WORK INSTRUCTIONS
Nothing but an exact copy of the data should be output.

______

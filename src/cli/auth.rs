use tokio_util::sync::CancellationToken;

use crate::{
    cli::{check, open_session, session_config, spinner, transport},
    error,
    error::Error,
    info,
    tidal::{Session, users},
    success, warning,
};

/// Runs the device-code flow and stores the credentials.
///
/// Opens the verification link in the browser when possible and polls
/// until the user authorizes the device. Ctrl-C cancels the polling.
pub async fn login() {
    let config = session_config();
    let transport = transport(&config);
    let mut session = Session::new(config, transport);

    let code = match session.create_login_code().await {
        Ok(c) => c,
        Err(e) => error!("Cannot request a login code. Err: {}", e),
    };

    let link = code.link();
    info!("Open {} and enter the code {}", link, code.user_code);
    if webbrowser::open(&link).is_err() {
        warning!("Cannot open a browser, please open the link manually.");
    }

    let cancel = CancellationToken::new();
    let on_interrupt = cancel.clone();
    tokio::spawn(async move {
        if tokio::signal::ctrl_c().await.is_ok() {
            on_interrupt.cancel();
        }
    });

    let pb = spinner("Waiting for authorization...");
    let result = session.authorize(&code, &cancel).await;
    pb.finish_and_clear();

    match result {
        Ok(_) => match session.credentials().user_id {
            Some(id) => success!("Logged in as user {}.", id),
            None => success!("Logged in."),
        },
        Err(Error::Cancelled) => warning!("Login cancelled."),
        Err(e) => error!("Login failed. Err: {}", e),
    }
}

/// Invalidates the token server-side and removes the credential file.
pub async fn logout() {
    let mut session = open_session(false).await;
    let path = session.config().persistent_file.clone();

    if let Err(e) = session.logout().await {
        warning!("Server-side logout failed. Err: {}", e);
    }

    match async_fs::remove_file(&path).await {
        Ok(_) => success!("Logged out."),
        Err(e) => warning!("Cannot remove {}. Err: {}", path.display(), e),
    }
}

pub async fn whoami() {
    let mut session = open_session(false).await;

    let content = match users::get_user(&mut session).await {
        Ok(c) => c,
        Err(e) => error!("Cannot load the user profile. Err: {}", e),
    };

    if check(&content) {
        if let Some(user) = content.user() {
            let name = [user.first_name.as_deref(), user.last_name.as_deref()]
                .into_iter()
                .flatten()
                .collect::<Vec<_>>()
                .join(" ");
            info!("User:     {} ({})", user.username.as_deref().unwrap_or("-"), user.id);
            if !name.is_empty() {
                info!("Name:     {}", name);
            }
        }
    }
    if let Ok(subscription) = users::get_user_subscription(&mut session).await {
        if let Some(plan) = subscription.subscription().and_then(|s| s.plan.as_ref()) {
            info!("Plan:     {}", plan.kind.as_deref().unwrap_or("-"));
        }
    }

    let credentials = session.credentials();
    info!("Country:  {}", credentials.country_code);
    info!("Audio:    {}", credentials.audio_quality);
    info!("Video:    {}", credentials.video_quality);
    if let Some(token) = &credentials.token {
        info!("Expires:  {}", format_expiry(token.expires_at));
    }
}

fn format_expiry(expires_at: i64) -> String {
    chrono::DateTime::from_timestamp(expires_at, 0)
        .map(|t| t.format("%Y-%m-%d %H:%M:%S UTC").to_string())
        .unwrap_or_else(|| expires_at.to_string())
}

______

SOLUTION TO THE EXERCISE
filename src/cli/auth.rs
use tokio_util::sync::CancellationToken;

use crate::{
    cli::{check, open_session, session_config, spinner, transport},
    error,
    error::Error,
    info,
    tidal::{Session, users},
    success, warning,
};

/// Runs the device-code flow and stores the credentials.
///
/// Opens the verification link in the browser when possible and polls
/// until the user authorizes the device. Ctrl-C cancels the polling.
pub async fn login() {
    let config = session_config();
    let transport = transport(&config);
    let mut session = Session::new(config, transport);

    let code = match session.create_login_code().await {
        Ok(c) => c,
        Err(e) => error!("Cannot request a login code. Err: {}", e),
    };

    let link = code.link();
    info!("Open {} and enter the code {}", link, code.user_code);
    if webbrowser::open(&link).is_err() {
        warning!("Cannot open a browser, please open the link manually.");
    }

    let cancel = CancellationToken::new();
    let on_interrupt = cancel.clone();
    tokio::spawn(async move {
        if tokio::signal::ctrl_c().await.is_ok() {
            on_interrupt.cancel();
        }
    });

    let pb = spinner("Waiting for authorization...");
    let result = session.authorize(&code, &cancel).await;
    pb.finish_and_clear();

    match result {
        Ok(_) => match session.credentials().user_id {
            Some(id) => success!("Logged in as user {}.", id),
            None => success!("Logged in."),
        },
        Err(Error::Cancelled) => warning!("Login cancelled."),
        Err(e) => error!("Login failed. Err: {}", e),
    }
}

/// Invalidates the token server-side and removes the credential file.
pub async fn logout() {
    let mut session = open_session(false).await;
    let path = session.config().persistent_file.clone();

    if let Err(e) = session.logout().await {
        warning!("Server-side logout failed. Err: {}", e);
    }

    match async_fs::remove_file(&path).await {
        Ok(_) => success!("Logged out."),
        Err(e) => warning!("Cannot remove {}. Err: {}", path.display(), e),
    }
}

pub async fn whoami() {
    let mut session = open_session(false).await;

    let content = match users::get_user(&mut session).await {
        Ok(c) => c,
        Err(e) => error!("Cannot load the user profile. Err: {}", e),
    };

    if check(&content) {
        if let Some(user) = content.user() {
            let name = [user.first_name.as_deref(), user.last_name.as_deref()]
                .into_iter()
                .flatten()
                .collect::<Vec<_>>()
                .join(" ");
            info!("User:     {} ({})", user.username.as_deref().unwrap_or("-"), user.id);
            if !name.is_empty() {
                info!("Name:     {}", name);
            }
        }
    }
    if let Ok(subscription) = users::get_user_subscription(&mut session).await {
        if let Some(plan) = subscription.subscription().and_then(|s| s.plan.as_ref()) {
            info!("Plan:     {}", plan.kind.as_deref().unwrap_or("-"));
        }
    }

    let credentials = session.credentials();
    info!("Country:  {}", credentials.country_code);
    info!("Audio:    {}", credentials.audio_quality);
    info!("Video:    {}", credentials.video_quality);
    if let Some(token) = &credentials.token {
        info!("Expires:  {}", format_expiry(token.expires_at));
    }
}

fn format_expiry(expires_at: i64) -> String {
    chrono::DateTime::from_timestamp(expires_at, 0)
        .map(|t| t.format("%Y-%m-%d %H:%M:%S UTC").to_string())
        .unwrap_or_else(|| expires_at.to_string())
}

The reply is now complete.